Applies to Jetson AGX Orin, the Jetson Orin NX series, the Jetson Orin Nano series, and the Jetson Thor series.

Disk encryption encrypts a whole disk or partition to protect the data it contains. NVIDIA^® Jetson™ Linux offers disk encryption that is based on Linux Unified Key Setup (LUKS) Data-at-rest encryption, It provides a standard disk format that stores all necessary setup information on the disk in the partition header. The passphrase in the Jetson OP-TEE luks-srv Trusted Application (TA) supports disk encryption functionality with one-time passphrase generation during boot time to unlock the encrypted disk.

The topics following cover the full feature: concepts and threat model, the partition layout that enables an encrypted rootfs, the developer workflow for creating and flashing encrypted rootfs (including UDA-only and initrd customization), runtime encryption of additional partitions, and the manufacturing workflow for mass flashing with a generic key.

Quick Guide#

This section provides information about how to enable disk encryption.

Set up the host machine.

We recommend using Ubuntu 22.04.

Ensure that you have the following packages:

$ sudo apt-get install python3-cryptography python3-cffi-backend libxml2-utils
$ sudo apt-get install cryptsetup python3-pycryptodome python3-crypto

Enable disk encryption.
1. For an example of a layout configuration, refer to Layout of an Encrypted Disk.
  
  Note
  
  To enable disk encryption for a specific partition, encrypted="true" must be set.
2. Prepare the disk encryption key and eks_<platform>.img.
  
  Note
  
  To replace the sample key, refer to Tool for EKB Generation.
3. Set environment variable ROOTFS_ENC=1 in the l4t_initrd_flash.sh command line to generate and flash rootfs/UDA partition images that have disk encryption enabled:
  - To enable rootfs disk encryption on Jetson AGX Orin, refer to Creating an Encrypted Rootfs on the Host.
  - To enable rootfs disk encryption on Jetson Orin NX and Jetson Orin Nano series, refer to Flashing an Encrypted Rootfs to an External Storage Device.
  - To enable rootfs disk encryption on Jetson AGX Thor, refer to Creating an Encrypted Rootfs on the Host.
  - To enable UDA disk encryption, refer to Enabling Disk Encryption Only for UDA.
  Note
  - To enable disk encryption, ROOTFS_ENC=1 must be specified.
  - The device must be connected to the host machine.
(Optional) To enable disk encryption for dynamically created partitions, you can refer to Enabling Disk Encryption for Dynamically Created Partitions.
(Optional) To enable disk encryption for manufacturing, you can refer to Manufacturing Process.

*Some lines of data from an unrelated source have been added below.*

//! The single application-state aggregate and its transitions.
//!
//! Every transition either completes in full or returns an [`ActionError`]
//! with nothing changed. Taming actions finish with the promotion sweep and
//! its power gain inside the same call, so a fully tamed creature is never
//! missing from both collections.

use crate::config::EngineConfig;
use crate::creatures::{CreatureId, Menagerie, ProgressReport, TamedCreature, WildEncounter};
use crate::dice::Dice;
use crate::error::ActionError;
use crate::fortress::{BuildReport, FortressState, StructureKind};
use crate::ledger::ResourceLedger;
use crate::perks::DefenderPerks;
use crate::raid::{self, DailyRaidGate, RaidLog, RaidLogEntry};
use crate::timer::{parse_minutes, SessionReward, TimerState};
use chrono::{DateTime, NaiveDate, Utc};
use serde::Serialize;

/// Result of a feed, calm or walk, including anything it finished taming.
#[derive(Debug, Clone, PartialEq, Eq, Serialize)]
pub struct TamingOutcome {
    pub progress: ProgressReport,
    pub promoted: Vec<TamedCreature>,
}

#[derive(Debug, Clone, Serialize)]
pub struct GameState {
    pub ledger: ResourceLedger,
    pub timer: TimerState,
    pub fortress: FortressState,
    pub creatures: Menagerie,
    pub raids: RaidLog,
    pub daily_gate: DailyRaidGate,
}

impl GameState {
    pub fn new(config: &EngineConfig) -> Self {
        Self {
            ledger: ResourceLedger::new(config.starting_stock, config.starting_tokens),
            timer: TimerState::new(config.default_minutes),
            fortress: FortressState::default(),
            creatures: Menagerie::new(),
            raids: RaidLog::with_capacity(config.raid_log_capacity),
            daily_gate: DailyRaidGate::default(),
        }
    }

    pub fn set_minutes(&mut self, input: &str) -> u32 {
        self.timer.set_minutes(parse_minutes(input));
        self.timer.configured_minutes
    }

    /// Advance the countdown by one second, paying out if it completes.
    pub fn tick(&mut self, dice: &mut dyn Dice) -> Option<SessionReward> {
        if !self.timer.tick() {
            return None;
        }
        let reward = SessionReward::roll(dice);
        self.ledger.credit(&reward.resources);
        self.ledger.add_tokens(reward.focus_tokens);
        Some(reward)
    }

    pub fn build(&mut self, kind: StructureKind) -> Result<BuildReport, ActionError> {
        self.fortress.build(kind, &mut self.ledger)
    }

    pub fn find_creature(&mut self, dice: &mut dyn Dice) -> WildEncounter {
        self.creatures.generate(dice).clone()
    }

    pub fn feed(
        &mut self,
        id: CreatureId,
        at: DateTime<Utc>,
    ) -> Result<TamingOutcome, ActionError> {
        let progress = self.creatures.feed(id, &mut self.ledger)?;
        Ok(self.settle_taming(progress, at))
    }

    pub fn calm(
        &mut self,
        id: CreatureId,
        at: DateTime<Utc>,
    ) -> Result<TamingOutcome, ActionError> {
        let progress = self.creatures.calm(id, &mut self.ledger)?;
        Ok(self.settle_taming(progress, at))
    }

    pub fn walk(
        &mut self,
        id: CreatureId,
        at: DateTime<Utc>,
    ) -> Result<TamingOutcome, ActionError> {
        let progress = self.creatures.walk(id)?;
        Ok(self.settle_taming(progress, at))
    }

    fn settle_taming(&mut self, progress: ProgressReport, at: DateTime<Utc>) -> TamingOutcome {
        let promoted = self.creatures.promote_tamed(at);
        for creature in &promoted {
            self.fortress.add_power(creature.power_gain());
        }
        TamingOutcome { progress, promoted }
    }

    /// Perks from the current stable. Never cached.
    pub fn defender_perks(&self) -> DefenderPerks {
        DefenderPerks::from_stable(&self.creatures.stable)
    }

    pub fn daily_raid_available(&self, today: NaiveDate) -> bool {
        self.daily_gate.is_open(today)
    }

    /// Resolve one raid and log it. A daily raid is refused if one already
    /// ran on `today`; practice raids are never gated.
    pub fn raid(
        &mut self,
        daily: bool,
        dice: &mut dyn Dice,
        today: NaiveDate,
        at: DateTime<Utc>,
    ) -> Result<RaidLogEntry, ActionError> {
        if daily && !self.daily_gate.is_open(today) {
            return Err(ActionError::DailyRaidSpent { day: today });
        }
        let perks = self.defender_perks();
        let result = raid::resolve(&mut self.ledger, self.fortress.power, &perks, dice);
        let entry = RaidLogEntry::record(result, perks, daily, today, at);
        self.raids.push(entry.clone());
        if daily {
            self.daily_gate.stamp(today);
        }
        Ok(entry)
    }
}

impl Default for GameState {
    fn default() -> Self {
        Self::new(&EngineConfig::default())
    }
}

#[cfg(test)]
mod tests {
    use super::*;
    use crate::creatures::Species;
    use crate::ledger::Resources;
    use crate::raid::RaidOutcome;
    use crate::testing::ScriptedDice;
    use chrono::TimeZone;

    fn at() -> DateTime<Utc> {
        Utc.with_ymd_and_hms(2024, 6, 1, 8, 30, 0).unwrap()
    }

    fn today() -> NaiveDate {
        at().date_naive()
    }

    #[test]
    fn completed_session_credits_reward_and_token() {
        let mut state = GameState::default();
        state.set_minutes("1");
        state.timer.start();
        let mut dice = ScriptedDice::new([6, 3, 2]);

        let rewards: Vec<_> = (0..60).filter_map(|_| state.tick(&mut dice)).collect();

        assert_eq!(rewards.len(), 1);
        assert_eq!(state.ledger.stock, Resources::new(6, 3, 2));
        assert_eq!(state.ledger.focus_tokens, 1);
    }

    #[test]
    fn paused_session_pays_nothing() {
        let mut state = GameState::default();
        state.set_minutes("1");
        state.timer.start();
        let mut dice = ScriptedDice::default();
        for _ in 0..59 {
            state.tick(&mut dice);
        }
        state.timer.pause();
        assert!(state.tick(&mut dice).is_none());
        state.timer.reset();
        assert_eq!(state.ledger, ResourceLedger::default());
    }

    #[test]
    fn taming_promotes_and_adds_power_in_one_step() {
        let mut state = GameState::default();
        // Raptor, tier 1, level 2
        let mut dice = ScriptedDice::new([0, 1, 2]);
        let encounter = state.find_creature(&mut dice);
        state.creatures.wild[0].taming_progress = 95;

        let outcome = state.walk(encounter.id, at()).unwrap();

        assert_eq!(outcome.promoted.len(), 1);
        assert_eq!(outcome.promoted[0].species, Species::Raptor);
        assert!(state.creatures.wild.is_empty());
        assert_eq!(state.creatures.stable.len(), 1);
        assert_eq!(state.fortress.power, 20);
    }

    #[test]
    fn rejected_feed_leaves_state_alone() {
        let mut state = GameState::default();
        let mut dice = ScriptedDice::new([2, 3, 1]);
        let encounter = state.find_creature(&mut dice);

        assert_eq!(state.feed(encounter.id, at()), Err(ActionError::NoFood));
        assert_eq!(state.creatures.wild[0].taming_progress, 0);
    }

    #[test]
    fn daily_raid_runs_once_per_day() {
        let mut state = GameState::default();
        state.fortress.power = 100;
        let mut dice = ScriptedDice::new([5, 3, 2, 1]);

        let first = state.raid(true, &mut dice, today(), at()).unwrap();
        assert_eq!(first.raw_enemy_power, 95);
        assert_eq!(first.effective_own_power, 100);
        assert_eq!(first.effective_enemy_power, 95);
        assert_eq!(first.outcome, RaidOutcome::Victory);
        assert_eq!(first.loot, Resources::new(3, 2, 1));
        assert!(!state.daily_raid_available(today()));

        let stock_after_first = state.ledger.stock;
        assert_eq!(
            state.raid(true, &mut dice, today(), at()),
            Err(ActionError::DailyRaidSpent { day: today() })
        );
        assert_eq!(state.raids.len(), 1);
        assert_eq!(state.ledger.stock, stock_after_first);

        assert!(state.raid(false, &mut dice, today(), at()).is_ok());
        assert_eq!(state.raids.len(), 2);
        assert_eq!(state.daily_gate.last_daily, Some(today()));

        let tomorrow = today().succ_opt().unwrap();
        assert!(state.daily_raid_available(tomorrow));
    }
}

The following example enables disk encryption for rootfs on the Jetson AGX Orin developer kit:

Check the Linux_for_Tegra/bootloader/generic/cfg/flash_t234_qspi_sdmmc_enc_rfs.xml file and ensure the attribute encrypted is set to true in APP_ENC.
Generate disk_enc.key, which is aligned with the key sym_key2 in eks_<platform>.img.
To enable disk encryption, use the command sudo ROOTFS_ENC=1 ./flash.sh -i "./disk_enc.key" jetson-agx-orin-devkit internal.

The following example enables disk encryption for rootfs on the Jetson AGX Thor developer kit:

Check the Linux_for_Tegra/tools/kernel_flash/flash_l4t_t264_nvme_rootfs_enc.xml file and ensure the attribute encrypted is set to true in APP_ENC.
Generate disk_enc.key, which is aligned with the key sym_key2 in eks_<platform>.img.
To enable disk encryption, use the command sudo ROOTFS_ENC=1 ./l4t_initrd_flash.sh -i "./disk_enc.key" jetson-agx-thor-devkit internal.